International Journal of Epidemiology
Il National Institute of Health(USA) ha pubblicato sullo International Journal of Epidemiology il più completo studio epidemiologico sulle correlazioni tra l’esposizione a dicamba e la prevalenza di tumori. I ricercatori hanno preso un campione di riferimento formato da 50.000 agricoltori negli Stati dello Iowa e del North Carolina. Dallo studio è e emerso una spiccata prevalenza di varie forme di cancro, tra cui al fegato e del dotto biliare intraepatico, leucemia linfocitica acuta e cronica e linfoma mantellare negli utilizzatori di dicamba.
Test in vitro, da parte degli stessi eseguiti su colture di linfociti hanno altresì dimostrato la capacità del dicamba di danneggiare il DNA umano. Questo andrebbe a confermare la geno tossicità già a suo tempo riscontrata in precedenti studi sui ratti. Quest’ultimo studio con il glifosato somministrato ai ratti sembrava averne dimostrato la cancerogenicità.
Tuttavia, l’articolo pubblicato nel 2012 è stato in seguito ritrattato per problemi di metodo e i dati non sono mai stati replicati in studi di qualità superiore. Solamente in seguito ad attente analisi delle prove disponibili, lo IARC (agenzia internazionale per la ricerca sul cancro) di Lione ha classificato il glifosato nel gruppo 2 A, tra i probabili cancerogeni.
Nella stessa categoria sono presenti sostanze come il DDT e gli steroidi anabolizzanti.
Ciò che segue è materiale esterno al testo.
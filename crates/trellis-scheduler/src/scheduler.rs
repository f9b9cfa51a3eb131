//! Main scheduler orchestration.
//!
//! Runs every job of a matrix under a concurrency limit and collects one
//! result per job, in input order. Failures never cancel siblings; only an
//! external cancel does.

use chrono::Utc;
use std::collections::HashMap;
use std::sync::{Arc, Mutex};
use tokio::sync::{OwnedMutexGuard, Semaphore, mpsc, watch};
use tokio::task::JoinSet;
use tokio::time::{Instant, timeout_at};
use tracing::{error, info, warn};
use trellis_core::ids::BuildId;
use trellis_core::job::JobSpec;
use trellis_core::ports::{EnvironmentProvisioner, JobRunner, OutputLine, RunOutcome};
use trellis_core::run::{BuildResult, ExecutionResult, FailureReason, JobStatus};

/// Scheduler configuration.
#[derive(Debug, Clone)]
pub struct SchedulerConfig {
    /// Maximum number of jobs running at once.
    pub max_parallel: usize,
}

impl Default for SchedulerConfig {
    fn default() -> Self {
        Self {
            max_parallel: std::thread::available_parallelism()
                .map(|n| n.get())
                .unwrap_or(4),
        }
    }
}

/// Handle used to abort a running build.
#[derive(Debug, Clone)]
pub struct CancelHandle {
    tx: watch::Sender<bool>,
}

impl CancelHandle {
    /// Signal cancellation to every job that is not yet terminal.
    pub fn cancel(&self) {
        self.tx.send_replace(true);
    }

    pub fn is_cancelled(&self) -> bool {
        *self.tx.borrow()
    }
}

/// Exclusive per-port leases. A job holds the lease for each of its ports from
/// before provisioning until its context is torn down.
#[derive(Debug, Clone, Default)]
struct PortLeases {
    locks: Arc<Mutex<HashMap<u16, Arc<tokio::sync::Mutex<()>>>>>,
}

impl PortLeases {
    /// Acquire leases in ascending port order so two jobs can never wait on
    /// each other.
    async fn acquire(&self, ports: &[u16]) -> Vec<OwnedMutexGuard<()>> {
        let mut guards = Vec::with_capacity(ports.len());
        for port in ports {
            let lock = {
                let mut locks = self
                    .locks
                    .lock()
                    .unwrap_or_else(|poisoned| poisoned.into_inner());
                locks.entry(*port).or_default().clone()
            };
            guards.push(lock.lock_owned().await);
        }
        guards
    }
}

/// The matrix scheduler.
pub struct Scheduler {
    provisioner: Arc<dyn EnvironmentProvisioner>,
    runner: Arc<dyn JobRunner>,
    config: SchedulerConfig,
    ports: PortLeases,
    cancel_tx: watch::Sender<bool>,
}

/// Shared pieces each job task needs.
#[derive(Clone)]
struct TaskContext {
    provisioner: Arc<dyn EnvironmentProvisioner>,
    runner: Arc<dyn JobRunner>,
    ports: PortLeases,
    semaphore: Arc<Semaphore>,
    cancel_rx: watch::Receiver<bool>,
}

impl Scheduler {
    pub fn new(
        provisioner: Arc<dyn EnvironmentProvisioner>,
        runner: Arc<dyn JobRunner>,
        config: SchedulerConfig,
    ) -> Self {
        let (cancel_tx, _) = watch::channel(false);
        Self {
            provisioner,
            runner,
            config,
            ports: PortLeases::default(),
            cancel_tx,
        }
    }

    pub fn cancel_handle(&self) -> CancelHandle {
        CancelHandle {
            tx: self.cancel_tx.clone(),
        }
    }

    /// Execute all jobs and wait until each has a terminal result.
    pub async fn run(&self, jobs: Vec<JobSpec>) -> BuildResult {
        let build_id = BuildId::new();
        let max_parallel = self.config.max_parallel.max(1);
        info!(build_id = %build_id, jobs = jobs.len(), max_parallel, "Starting build");

        let ctx = TaskContext {
            provisioner: Arc::clone(&self.provisioner),
            runner: Arc::clone(&self.runner),
            ports: self.ports.clone(),
            semaphore: Arc::new(Semaphore::new(max_parallel)),
            cancel_rx: self.cancel_tx.subscribe(),
        };

        let headers: Vec<(usize, String, bool)> = jobs
            .iter()
            .map(|j| (j.index, j.label.clone(), j.allow_failure))
            .collect();

        let mut join_set = JoinSet::new();
        for (position, job) in jobs.into_iter().enumerate() {
            let ctx = ctx.clone();
            join_set.spawn(async move { (position, execute_job(job, ctx).await) });
        }

        // Results are slotted by input position, whatever the completion order
        let mut slots: Vec<Option<ExecutionResult>> = vec![None; headers.len()];
        while let Some(joined) = join_set.join_next().await {
            match joined {
                Ok((position, result)) => slots[position] = Some(result),
                Err(e) => error!(error = %e, "Job task aborted"),
            }
        }

        let results = slots
            .into_iter()
            .zip(headers)
            .map(|(slot, (index, label, allow_failure))| {
                slot.unwrap_or_else(|| ExecutionResult {
                    index,
                    label,
                    status: JobStatus::Error,
                    reason: Some(FailureReason::Spawn {
                        message: "job task aborted".to_string(),
                    }),
                    exit_code: None,
                    output: String::new(),
                    started_at: None,
                    finished_at: Utc::now(),
                    allow_failure,
                })
            })
            .collect();

        self.provisioner.shutdown().await;

        let build = BuildResult::new(build_id, results);
        info!(
            build_id = %build_id,
            status = ?build.status(),
            passed = build.passed(),
            failed = build.failed(),
            "Build finished"
        );
        build
    }
}

/// Resolves once cancellation is signalled. Never resolves if the sender is
/// gone.
async fn cancelled(rx: &mut watch::Receiver<bool>) {
    if rx.wait_for(|c| *c).await.is_err() {
        std::future::pending::<()>().await;
    }
}

async fn collect_output(mut rx: mpsc::Receiver<OutputLine>) -> String {
    let mut output = String::new();
    while let Some(line) = rx.recv().await {
        output.push_str(&line.content);
        output.push('\n');
    }
    output
}

fn cancelled_outcome() -> RunOutcome {
    RunOutcome {
        status: JobStatus::Cancelled,
        reason: Some(FailureReason::Cancelled),
        exit_code: None,
    }
}

fn timed_out_outcome(job: &JobSpec) -> RunOutcome {
    RunOutcome::failure(
        FailureReason::TimedOut {
            after_secs: job.timeout_secs,
        },
        None,
    )
}

fn finish(
    job: &JobSpec,
    outcome: RunOutcome,
    output: String,
    started_at: Option<chrono::DateTime<Utc>>,
) -> ExecutionResult {
    ExecutionResult {
        index: job.index,
        label: job.label.clone(),
        status: outcome.status,
        reason: outcome.reason,
        exit_code: outcome.exit_code,
        output,
        started_at,
        finished_at: Utc::now(),
        allow_failure: job.allow_failure,
    }
}

async fn execute_job(job: JobSpec, ctx: TaskContext) -> ExecutionResult {
    let TaskContext {
        provisioner,
        runner,
        ports,
        semaphore,
        mut cancel_rx,
    } = ctx;

    // Port leases first, then a slot: nobody holds a slot while waiting on a port
    let job_ports = job.ports();
    let _leases = tokio::select! {
        biased;
        _ = cancelled(&mut cancel_rx) => return finish(&job, cancelled_outcome(), String::new(), None),
        leases = ports.acquire(&job_ports) => leases,
    };

    let _permit = tokio::select! {
        biased;
        _ = cancelled(&mut cancel_rx) => return finish(&job, cancelled_outcome(), String::new(), None),
        permit = semaphore.acquire_owned() => match permit {
            Ok(permit) => permit,
            Err(_) => {
                let outcome = RunOutcome::error(FailureReason::Spawn {
                    message: "scheduler closed".to_string(),
                });
                return finish(&job, outcome, String::new(), None);
            }
        },
    };

    let started_at = Utc::now();
    let deadline = Instant::now() + job.timeout();
    info!(index = job.index, job = %job.label, "Job started");

    let provisioned = tokio::select! {
        biased;
        _ = cancelled(&mut cancel_rx) => Err(cancelled_outcome()),
        res = timeout_at(deadline, provisioner.provision(&job)) => match res {
            Ok(Ok(env)) => Ok(env),
            Ok(Err(e)) => {
                warn!(job = %job.label, error = %e, "Provisioning failed");
                Err(RunOutcome::failure(FailureReason::Provision { message: e.to_string() }, None))
            }
            Err(_) => Err(timed_out_outcome(&job)),
        },
    };

    let env = match provisioned {
        Ok(env) => env,
        Err(outcome) => return finish(&job, outcome, String::new(), Some(started_at)),
    };

    let (output_tx, output_rx) = mpsc::channel(256);
    let collector = tokio::spawn(collect_output(output_rx));

    // Dropping the runner future on cancel or timeout kills its child process
    let outcome = tokio::select! {
        biased;
        _ = cancelled(&mut cancel_rx) => cancelled_outcome(),
        res = timeout_at(deadline, runner.run(&job, &env, output_tx)) => match res {
            Ok(outcome) => outcome,
            Err(_) => timed_out_outcome(&job),
        },
    };

    provisioner.teardown(&job, env).await;

    let output = collector.await.unwrap_or_default();

    match outcome.status {
        JobStatus::Success => info!(job = %job.label, "Job succeeded"),
        _ => warn!(
            job = %job.label,
            status = ?outcome.status,
            reason = ?outcome.reason,
            "Job did not succeed"
        ),
    }

    finish(&job, outcome, output, Some(started_at))
}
Ma anche le emissioni da frittura in oli ad alta temperatura, le carni rosse, le bevande bevute molto calde. Inoltre, anche le emissioni prodotte dal fuoco dei camini domestici alimentati a legna o con biomasse
Ulteriori studi
Gli studi epidemiologici terminati nel 2015 hanno evidenziato un possibile lieve aumento del rischio di linfomi non-Hodgkin tra gli agricoltori esposti per lavoro a questa sostanza. Mentre gli studi di laboratorio in cellule isolate hanno dimostrato che la sostanza provoca danni genetici e stress ossidativo.
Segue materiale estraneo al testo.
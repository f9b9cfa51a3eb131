use regex::Regex;
use std::collections::BTreeMap;
use std::sync::LazyLock;

static EXPRESSION: LazyLock<Regex> = LazyLock::new(|| {
    Regex::new(r"\$\{\{\s*([^}]+?)\s*\}\}").expect("interpolation pattern is valid")
});

/// Context for `${{ ... }}` interpolation in variable values and templates.
#[derive(Debug, Clone, Default)]
pub struct InterpolationContext {
    /// Merged job variables
    pub env: BTreeMap<String, String>,
    /// Axis name -> selected value
    pub matrix: BTreeMap<String, String>,
    /// Runtime fields: `language`, `version`
    pub runtime: BTreeMap<String, String>,
    /// Service fields: `name`, `version`, `port`, `database`
    pub service: BTreeMap<String, String>,
}

impl InterpolationContext {
    /// Create a new empty context.
    pub fn new() -> Self {
        Self::default()
    }

    /// Interpolate expressions in a string.
    ///
    /// Supports:
    /// - `${{ env.KEY }}` / `${{ KEY }}` - job variable
    /// - `${{ matrix.axis }}` - selected axis value
    /// - `${{ runtime.version }}` - runtime field
    /// - `${{ service.port }}` - service field (service templates only)
    ///
    /// Substitution is single-pass: replaced text is not interpolated again.
    pub fn interpolate(&self, input: &str) -> String {
        EXPRESSION
            .replace_all(input, |caps: &regex::Captures| {
                let expr = caps.get(1).map_or("", |m| m.as_str()).trim();
                self.resolve_expression(expr)
            })
            .to_string()
    }

    /// Whether the input contains any expression.
    pub fn has_expressions(input: &str) -> bool {
        EXPRESSION.is_match(input)
    }

    fn resolve_expression(&self, expr: &str) -> String {
        let lookup = |map: &BTreeMap<String, String>, key: &str| {
            map.get(key).cloned().unwrap_or_default()
        };

        if let Some(key) = expr.strip_prefix("env.") {
            return lookup(&self.env, key);
        }
        if let Some(key) = expr.strip_prefix("matrix.") {
            return lookup(&self.matrix, key);
        }
        if let Some(key) = expr.strip_prefix("runtime.") {
            return lookup(&self.runtime, key);
        }
        if let Some(key) = expr.strip_prefix("service.") {
            return lookup(&self.service, key);
        }

        lookup(&self.env, expr)
    }
}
A livello nazionale si osservano decisioni che vanno dal divieto di vendita ai privati per uso casalingo, come in Olanda, al divieto di commercializzazione della combinazione del glifosato con ammina di sego polietossilata, in Italia, che potrebbe essere all’origine dei problemi di tossicità per l’uomo.
Contrariamente l’Organizzazione mondiale della Sanità (OMS) e l’Organizzazione delle Nazioni Unite per il cibo e l’agricoltura (FAO) hanno condotto un’analisi nel 2015 congiunta. Sono giunti alla conclusione che il glifosato non è probabile che comporti un rischio di cancro per l’uomo come conseguenza dell’esposizione attraverso l’alimentazione.
Il caso del dicamba e del suo predecessore evidenziano un caso di sospetta cancerogenicità non dimostrata nei fatti. Nei confronti di questo problema le istituzioni hanno adottato una certa precauzione. Non vietandone del tutto l’uso ma di stare attenti in attesa di nuovi studi.